From 1977 through 1993, the Thompson Twins – who in their commercial heyday were, as those who lived through the ‘80s know quite well, composed of three individuals, none of whom were related – were one of the more successful of the so-called “new wave” bands, earning seven top-40 hits during the course of their career, three of them hitting the top 10 (“Hold Me Now,” “Lay Your Hands on Me,” and “King for a Day”).

In 1989, after releasing five albums on Arista Records, the band made the jump to Warner Brothers, recording another two albums,Big Trash and Queer, before evolving into a new musical entity called Babble, but after recording two albums in this guise (The Stone and Ether), Tom Bailey and Alannah Currie – the stalwarts between the two groups, not to mention husband and wife at the time– decided to leave Babble behind them.

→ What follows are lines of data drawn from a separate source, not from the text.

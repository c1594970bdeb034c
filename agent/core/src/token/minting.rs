//! Local Token Minting
//!
//! Signs participant tokens in-process with the server API key and secret.
//! This keeps a development setup self-contained, at the cost of holding the
//! signing secret in the client process. Deployments should configure
//! `AGENT_CONN_DETAILS_ENDPOINT` instead.

use std::time::Duration;

use async_trait::async_trait;
use chrono::Utc;
use jsonwebtoken::{decode, encode, DecodingKey, EncodingKey, Header, Validation};
use rand::Rng;
use serde::{Deserialize, Serialize};

use super::{ConnectionDetails, RoomConfiguration, TokenRequest, TokenSource};
use crate::error::{AgentError, AgentResult};

/// Token lifetime
pub const TOKEN_TTL: Duration = Duration::from_secs(15 * 60);

const PARTICIPANT_NAME: &str = "user";
const IDENTITY_PREFIX: &str = "voice_assistant_user_";
const ROOM_PREFIX: &str = "voice_assistant_room_";
const SUFFIX_RANGE: u32 = 10_000;

/// Room permissions granted by a token
#[derive(Clone, Debug, PartialEq, Eq, Serialize, Deserialize)]
#[serde(rename_all = "camelCase")]
pub struct VideoGrant {
    /// Room the grant applies to
    pub room: String,
    /// May join the room
    pub room_join: bool,
    /// May publish tracks
    pub can_publish: bool,
    /// May publish data
    pub can_publish_data: bool,
    /// May subscribe to tracks
    pub can_subscribe: bool,
}

impl VideoGrant {
    /// Full participant grant for `room`
    #[must_use]
    pub fn participant(room: impl Into<String>) -> Self {
        Self {
            room: room.into(),
            room_join: true,
            can_publish: true,
            can_publish_data: true,
            can_subscribe: true,
        }
    }
}

/// Claims of a participant token
#[derive(Clone, Debug, PartialEq, Eq, Serialize, Deserialize)]
#[serde(rename_all = "camelCase")]
pub struct ParticipantClaims {
    /// API key
    pub iss: String,
    /// Participant identity
    pub sub: String,
    /// Token id
    pub jti: String,
    /// Participant display name
    pub name: String,
    /// Not valid before (unix seconds)
    pub nbf: i64,
    /// Expiry (unix seconds)
    pub exp: i64,
    /// Room grant
    pub video: VideoGrant,
    /// Agent dispatch, present only when an agent was requested
    #[serde(default, skip_serializing_if = "Option::is_none")]
    pub room_config: Option<RoomConfiguration>,
}

/// Mints participant tokens with locally held credentials
#[derive(Clone)]
pub struct LocalTokenMinter {
    server_url: Option<String>,
    api_key: Option<String>,
    api_secret: Option<String>,
}

impl std::fmt::Debug for LocalTokenMinter {
    fn fmt(&self, f: &mut std::fmt::Formatter<'_>) -> std::fmt::Result {
        f.debug_struct("LocalTokenMinter")
            .field("server_url", &self.server_url)
            .field("api_key", &self.api_key)
            .field("api_secret", &self.api_secret.as_ref().map(|_| "<redacted>"))
            .finish()
    }
}

impl LocalTokenMinter {
    /// Create a minter; missing values are reported on fetch
    pub fn new(
        server_url: Option<String>,
        api_key: Option<String>,
        api_secret: Option<String>,
    ) -> Self {
        tracing::warn!(
            "Signing participant tokens in-process: the API secret is held by this client. \
             Configure AGENT_CONN_DETAILS_ENDPOINT for deployments"
        );
        Self {
            server_url,
            api_key,
            api_secret,
        }
    }

    fn require<'a>(value: Option<&'a String>, name: &'static str) -> AgentResult<&'a str> {
        value
            .map(String::as_str)
            .filter(|v| !v.is_empty())
            .ok_or(AgentError::MissingSetting(name))
    }

    /// Sign a token for `identity` in `room`
    ///
    /// # Errors
    ///
    /// Returns a configuration error if the key or secret is missing, or if
    /// signing fails.
    pub fn mint(
        &self,
        identity: &str,
        name: &str,
        room: &str,
        agent_name: Option<&str>,
    ) -> AgentResult<String> {
        let api_key = Self::require(self.api_key.as_ref(), "LIVEKIT_API_KEY")?;
        let api_secret = Self::require(self.api_secret.as_ref(), "LIVEKIT_API_SECRET")?;

        let now = Utc::now().timestamp();
        let ttl = i64::try_from(TOKEN_TTL.as_secs()).unwrap_or(i64::MAX);
        let claims = ParticipantClaims {
            iss: api_key.to_string(),
            sub: identity.to_string(),
            jti: identity.to_string(),
            name: name.to_string(),
            nbf: now,
            exp: now + ttl,
            video: VideoGrant::participant(room),
            room_config: RoomConfiguration::for_agent(agent_name),
        };

        let token = encode(
            &Header::default(),
            &claims,
            &EncodingKey::from_secret(api_secret.as_bytes()),
        )?;
        Ok(token)
    }
}

#[async_trait]
impl TokenSource for LocalTokenMinter {
    fn name(&self) -> &str {
        "local-minter"
    }

    async fn fetch(&self, request: &TokenRequest) -> AgentResult<ConnectionDetails> {
        let server_url = Self::require(self.server_url.as_ref(), "LIVEKIT_URL")?.to_string();
        Self::require(self.api_key.as_ref(), "LIVEKIT_API_KEY")?;
        Self::require(self.api_secret.as_ref(), "LIVEKIT_API_SECRET")?;

        let (identity, room_name) = {
            let mut rng = rand::thread_rng();
            (
                format!("{IDENTITY_PREFIX}{}", rng.gen_range(0..SUFFIX_RANGE)),
                format!("{ROOM_PREFIX}{}", rng.gen_range(0..SUFFIX_RANGE)),
            )
        };

        let participant_token = self.mint(
            &identity,
            PARTICIPANT_NAME,
            &room_name,
            request.agent_name.as_deref(),
        )?;
        tracing::debug!(identity = %identity, room = %room_name, "Minted participant token");

        Ok(ConnectionDetails {
            server_url,
            room_name,
            participant_name: PARTICIPANT_NAME.to_string(),
            participant_token,
        })
    }
}

/// Decode and validate a participant token
///
/// Checks the HS256 signature, expiry and not-before, and the issuer when
/// `api_key` is given.
///
/// # Errors
///
/// Returns [`AgentError::Signing`] if the token is malformed, expired or
/// signed with a different secret.
pub fn verify_participant_token(
    token: &str,
    api_secret: &str,
    api_key: Option<&str>,
) -> AgentResult<ParticipantClaims> {
    let mut validation = Validation::default();
    validation.validate_nbf = true;
    validation.validate_aud = false;
    if let Some(key) = api_key {
        validation.set_issuer(&[key]);
    }

    let data = decode::<ParticipantClaims>(
        token,
        &DecodingKey::from_secret(api_secret.as_bytes()),
        &validation,
    )?;
    Ok(data.claims)
}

With Big Trash and Queer having recently joined Rhino’s digital catalog, we caught up with Bailey by phone and asked him to reflect on those albums, the transition from Thompson Twins to Babble, his semi-retirement from the music industry for the better part of the last two decades, and what led him to finally begin the process of stepping back in, as he’s doing this summer as part of the line-up of the Retro Futura tour.

Rhino: How was the transition for Thompson Twins when the band made the jump from Arista to Warner Brothers? Was it relatively seamless?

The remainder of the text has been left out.